Come è formato l’infermiere di famiglia e comunità – La sua formazione è a livello universitario, in percorsi post-laurea (laurea magistrale, dottorato, master di I livello), superando, appunto, il modello prestazionale e dando spazio a nuovi modelli di prossimità e proattività che anticipano anche il bisogno di salute e sono rivolti a sani e malati.

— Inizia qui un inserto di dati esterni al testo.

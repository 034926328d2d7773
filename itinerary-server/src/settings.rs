//! Application configuration.
//!
//! Layered, later sources overriding earlier ones:
//!
//! 1. `config/default.toml` (optional)
//! 2. `config/local.toml` (optional, not checked in)
//! 3. environment variables prefixed `ITINERARY`, sections separated by
//!    `__`, e.g. `ITINERARY__PRICING__WAITING_TIME_BETWEEN_FLIGHTS=360`
//!
//! Every key has a default, so the server starts with no configuration at
//! all.

use std::path::{Path, PathBuf};

use config::{Config, Environment, File, FileFormat};
use serde::Deserialize;

use crate::pricing::{InvalidConfiguration, PricingConfig};

/// Errors raised while loading configuration.
#[derive(Debug, thiserror::Error)]
pub enum ConfigError {
    /// A source could not be read or did not match the expected shape
    #[error("failed to load configuration: {0}")]
    Load(#[from] config::ConfigError),

    /// A value was read but is out of range
    #[error(transparent)]
    Invalid(#[from] InvalidConfiguration),
}

/// Top-level application configuration.
#[derive(Debug, Clone, Default, Deserialize)]
#[serde(default)]
pub struct AppConfig {
    pub server: ServerConfig,
    pub inventory: InventoryConfig,
    pub pricing: PricingSettings,
}

/// HTTP listener settings.
#[derive(Debug, Clone, Deserialize)]
#[serde(default)]
pub struct ServerConfig {
    pub host: String,
    pub port: u16,
}

impl Default for ServerConfig {
    fn default() -> Self {
        Self {
            host: "127.0.0.1".into(),
            port: 3000,
        }
    }
}

/// Locations of the inventory files.
#[derive(Debug, Clone, Deserialize)]
#[serde(default)]
pub struct InventoryConfig {
    pub flights_path: PathBuf,
    pub prices_path: PathBuf,
}

impl Default for InventoryConfig {
    fn default() -> Self {
        Self {
            flights_path: "data/flights.csv".into(),
            prices_path: "data/prices.csv".into(),
        }
    }
}

/// Raw pricing settings, validated into [`PricingConfig`].
///
/// Signed so that a negative value is reported as out of range rather than
/// as a type mismatch.
#[derive(Debug, Clone, Deserialize)]
#[serde(default)]
pub struct PricingSettings {
    pub minimum_available_seats: i64,
    pub minimum_days_for_round_trip: i64,
    pub waiting_time_between_flights: i64,
}

impl Default for PricingSettings {
    fn default() -> Self {
        let defaults = PricingConfig::default();
        Self {
            minimum_available_seats: defaults.minimum_available_seats().into(),
            minimum_days_for_round_trip: defaults.minimum_days_for_round_trip().into(),
            waiting_time_between_flights: defaults.waiting_time_between_flights().into(),
        }
    }
}

impl AppConfig {
    /// Load configuration from `config/` in the working directory and the
    /// environment.
    pub fn load() -> Result<Self, ConfigError> {
        Self::load_from(Path::new("config"))
    }

    /// Load configuration from `default` and `local` files in `dir` and the
    /// environment.
    pub fn load_from(dir: &Path) -> Result<Self, ConfigError> {
        let settings = Config::builder()
            .add_source(File::from(dir.join("default")).required(false))
            .add_source(File::from(dir.join("local")).required(false))
            .add_source(
                Environment::with_prefix("ITINERARY")
                    .separator("__")
                    .try_parsing(true),
            )
            .build()?;

        Ok(settings.try_deserialize()?)
    }

    /// Parse configuration from a TOML document, without other sources.
    pub fn from_toml(toml: &str) -> Result<Self, ConfigError> {
        let settings = Config::builder()
            .add_source(File::from_str(toml, FileFormat::Toml))
            .build()?;

        Ok(settings.try_deserialize()?)
    }

    /// Validate the pricing section.
    pub fn pricing_config(&self) -> Result<PricingConfig, ConfigError> {
        let p = &self.pricing;
        Ok(PricingConfig::new(
            p.minimum_available_seats,
            p.minimum_days_for_round_trip,
            p.waiting_time_between_flights,
        )?)
    }

    /// Listener address as `host:port`.
    pub fn bind_address(&self) -> String {
        format!("{}:{}", self.server.host, self.server.port)
    }
}
//! Pricing configuration for the itinerary matcher.

use chrono::Duration;

/// Error returned when a pricing parameter is out of range.
///
/// Raised once at startup; a running pricer always holds a valid config.
#[derive(Debug, Clone, PartialEq, Eq, thiserror::Error)]
#[error("invalid configuration: {field} must be between 0 and {max} (got {value})")]
pub struct InvalidConfiguration {
    pub field: &'static str,
    pub value: i64,
    pub max: u32,
}

/// Longest accepted minimum stay: 100 years.
const MAX_MINIMUM_DAYS: u32 = 36_500;

/// Longest accepted layover: one year, in minutes.
const MAX_WAITING_MINUTES: u32 = 365 * 24 * 60;

/// Configuration parameters for itinerary pricing.
///
/// Immutable after construction and passed by reference into every
/// matching call.
#[derive(Debug, Clone, PartialEq, Eq)]
pub struct PricingConfig {
    /// Inclusive floor of available seats for a flight to be bookable.
    minimum_available_seats: u32,

    /// Minimum whole days between outbound and return departures.
    minimum_days_for_round_trip: u32,

    /// Longest accepted layover between arrival and the next departure (minutes).
    waiting_time_between_flights: u32,
}

impl PricingConfig {
    /// Create a configuration, rejecting negative values and time spans too
    /// long to add to a departure instant.
    pub fn new(
        minimum_available_seats: i64,
        minimum_days_for_round_trip: i64,
        waiting_time_between_flights: i64,
    ) -> Result<Self, InvalidConfiguration> {
        Ok(Self {
            minimum_available_seats: bounded(
                "minimum_available_seats",
                minimum_available_seats,
                u32::MAX,
            )?,
            minimum_days_for_round_trip: bounded(
                "minimum_days_for_round_trip",
                minimum_days_for_round_trip,
                MAX_MINIMUM_DAYS,
            )?,
            waiting_time_between_flights: bounded(
                "waiting_time_between_flights",
                waiting_time_between_flights,
                MAX_WAITING_MINUTES,
            )?,
        })
    }

    /// Seat floor applied to every candidate flight.
    pub fn minimum_available_seats(&self) -> u32 {
        self.minimum_available_seats
    }

    /// Minimum stay in whole days.
    pub fn minimum_days_for_round_trip(&self) -> u32 {
        self.minimum_days_for_round_trip
    }

    /// Layover window in minutes.
    pub fn waiting_time_between_flights(&self) -> u32 {
        self.waiting_time_between_flights
    }

    /// Returns the minimum stay as a Duration.
    pub fn minimum_stay(&self) -> Duration {
        Duration::days(self.minimum_days_for_round_trip as i64)
    }

    /// Returns the layover window as a Duration.
    pub fn connection_window(&self) -> Duration {
        Duration::minutes(self.waiting_time_between_flights as i64)
    }
}

impl Default for PricingConfig {
    fn default() -> Self {
        Self {
            minimum_available_seats: 1,
            minimum_days_for_round_trip: 1,
            waiting_time_between_flights: 360, // 6 hours
        }
    }
}

fn bounded(field: &'static str, value: i64, max: u32) -> Result<u32, InvalidConfiguration> {
    u32::try_from(value)
        .ok()
        .filter(|v| *v <= max)
        .ok_or(InvalidConfiguration { field, value, max })
}
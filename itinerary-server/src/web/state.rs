//! Application state for the web layer.

use std::sync::Arc;

use crate::pricing::PricingConfig;
use crate::store::InMemoryFlightStore;

/// Shared application state.
///
/// Read-only after startup; cloning only bumps reference counts.
#[derive(Clone)]
pub struct AppState {
    /// Flight inventory
    pub store: Arc<InMemoryFlightStore>,

    /// Validated pricing configuration
    pub config: Arc<PricingConfig>,
}

impl AppState {
    /// Create a new app state.
    pub fn new(store: InMemoryFlightStore, config: PricingConfig) -> Self {
        Self {
            store: Arc::new(store),
            config: Arc::new(config),
        }
    }
}
//! Flight inventory ingestion.
//!
//! The inventory ships as two header-less CSV files:
//!
//! - schedule: `date,flightNumber,fromAirport,toAirport,departureTime,duration`
//! - prices: `date,flightNumber,availableSeats,price`
//!
//! Each schedule row is joined with the price row sharing its
//! `(flightNumber, date)` key. Loading is all-or-nothing: the first bad
//! record aborts the whole load.

use std::collections::HashMap;
use std::io;
use std::path::Path;

use chrono::NaiveDate;
use csv::{Reader, ReaderBuilder, Trim};
use serde::Deserialize;
use tracing::info;

use crate::domain::{AirportCode, Flight, InvalidAirportCode, TimeError, parse_date};

/// Errors raised while loading the inventory.
#[derive(Debug, thiserror::Error)]
pub enum InventoryError {
    /// A file could not be opened or a row could not be decoded
    #[error("failed to read {file} file: {source}")]
    Csv {
        file: &'static str,
        #[source]
        source: csv::Error,
    },

    /// A field holds an invalid date or departure time
    #[error("{file} line {line}: {source}")]
    InvalidTime {
        file: &'static str,
        line: usize,
        #[source]
        source: TimeError,
    },

    /// A schedule row holds an invalid airport code
    #[error("schedule line {line}: {source}")]
    InvalidAirport {
        line: usize,
        #[source]
        source: InvalidAirportCode,
    },

    /// A schedule row has no matching price row
    #[error("no price for flight {flight_number} on {date}")]
    MissingPrice {
        flight_number: String,
        date: NaiveDate,
    },

    /// Two price rows share the same key
    #[error("duplicate price for flight {flight_number} on {date}")]
    DuplicatePrice {
        flight_number: String,
        date: NaiveDate,
    },
}

const SCHEDULE: &str = "schedule";
const PRICES: &str = "prices";

#[derive(Debug, Deserialize)]
struct ScheduleRecord {
    date: String,
    flight_number: String,
    from: String,
    to: String,
    departure_time: String,
    duration: u32,
}

#[derive(Debug, Deserialize)]
struct PriceRecord {
    date: String,
    flight_number: String,
    available_seats: u32,
    price: f64,
}

/// Load the inventory from a schedule file and a prices file.
pub fn load_inventory(
    schedule_path: impl AsRef<Path>,
    prices_path: impl AsRef<Path>,
) -> Result<Vec<Flight>, InventoryError> {
    let schedule = builder()
        .from_path(schedule_path)
        .map_err(|source| InventoryError::Csv {
            file: SCHEDULE,
            source,
        })?;
    let prices = builder()
        .from_path(prices_path)
        .map_err(|source| InventoryError::Csv {
            file: PRICES,
            source,
        })?;

    join(schedule, prices)
}

/// Read the inventory from in-memory or streamed CSV sources.
pub fn read_inventory<S: io::Read, P: io::Read>(
    schedule: S,
    prices: P,
) -> Result<Vec<Flight>, InventoryError> {
    join(builder().from_reader(schedule), builder().from_reader(prices))
}

fn builder() -> ReaderBuilder {
    let mut builder = ReaderBuilder::new();
    builder.has_headers(false).trim(Trim::All);
    builder
}

fn join<S: io::Read, P: io::Read>(
    mut schedule: Reader<S>,
    mut prices: Reader<P>,
) -> Result<Vec<Flight>, InventoryError> {
    let prices = read_prices(&mut prices)?;
    let mut flights = Vec::new();

    for (index, row) in schedule.deserialize::<ScheduleRecord>().enumerate() {
        let line = index + 1;
        let record = row.map_err(|source| InventoryError::Csv {
            file: SCHEDULE,
            source,
        })?;

        let date = parse_date(&record.date).map_err(|source| InventoryError::InvalidTime {
            file: SCHEDULE,
            line,
            source,
        })?;
        let from = parse_airport(&record.from, line)?;
        let to = parse_airport(&record.to, line)?;

        let Some(price) = prices.get(&(record.flight_number.clone(), date)) else {
            return Err(InventoryError::MissingPrice {
                flight_number: record.flight_number,
                date,
            });
        };

        let flight = Flight::scheduled(
            record.flight_number,
            date,
            from,
            to,
            record.departure_time,
            record.duration,
            price.price,
            price.available_seats,
        )
        .map_err(|source| InventoryError::InvalidTime {
            file: SCHEDULE,
            line,
            source,
        })?;

        flights.push(flight);
    }

    info!(flights = flights.len(), "loaded flight inventory");
    Ok(flights)
}

fn read_prices<P: io::Read>(
    reader: &mut Reader<P>,
) -> Result<HashMap<(String, NaiveDate), PriceRecord>, InventoryError> {
    let mut prices = HashMap::new();

    for (index, row) in reader.deserialize::<PriceRecord>().enumerate() {
        let record = row.map_err(|source| InventoryError::Csv {
            file: PRICES,
            source,
        })?;
        let date = parse_date(&record.date).map_err(|source| InventoryError::InvalidTime {
            file: PRICES,
            line: index + 1,
            source,
        })?;

        let key = (record.flight_number.clone(), date);
        if prices.contains_key(&key) {
            return Err(InventoryError::DuplicatePrice {
                flight_number: record.flight_number,
                date,
            });
        }
        prices.insert(key, record);
    }

    Ok(prices)
}

fn parse_airport(s: &str, line: usize) -> Result<AirportCode, InventoryError> {
    AirportCode::parse_normalized(s).map_err(|source| InventoryError::InvalidAirport { line, source })
}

La sua preparazione prevede anche ruoli complementari come il care managereHealth monitoring, ecc. per dare forte sviluppo alla rete sociosanitaria, con la possibilità di agire in differenti ambiti (dall’ambulatorio al domicilio) con funzioni multiprofessionali in raccordo diretto con il medico di medicina generale, il pediatra di libera scelta, gli assistenti sociali e così via.

I risultati raggiunti dove c’è già – Dove è già attivo (in Friuli Venezia Giulia ad esempio dove lo è dal 2004, ma così si sta rivelando anche in Toscana e in altre Regioni dove la sua attivazione ha già preso piede prima dell’introduzione nel Patto, sono rilevanti a partire da una  risposta immediata alle esigenze della popolazione, che si rivolge al servizio di Pronto Soccorso in modo più appropriato (in un triennio il Friuli VG ha ridotto i codici bianchi di circa il 20%). Poi anche una riduzione dei ricoveri (agisce prima che l’evento acuto si manifesti) e del tasso di ospedalizzazione del 10% rispetto a dove è presente la normale assistenza domiciliare integrata. Dove c’è, si registra anche la riduzione dei tempi di percorrenza sul totale delle ore di attività assistenziale, passata anche dal 33% al 20% in tre anni, con un importante recupero del tempo assistenziale da dedicare ad attività ad alta integrazione sociosanitaria.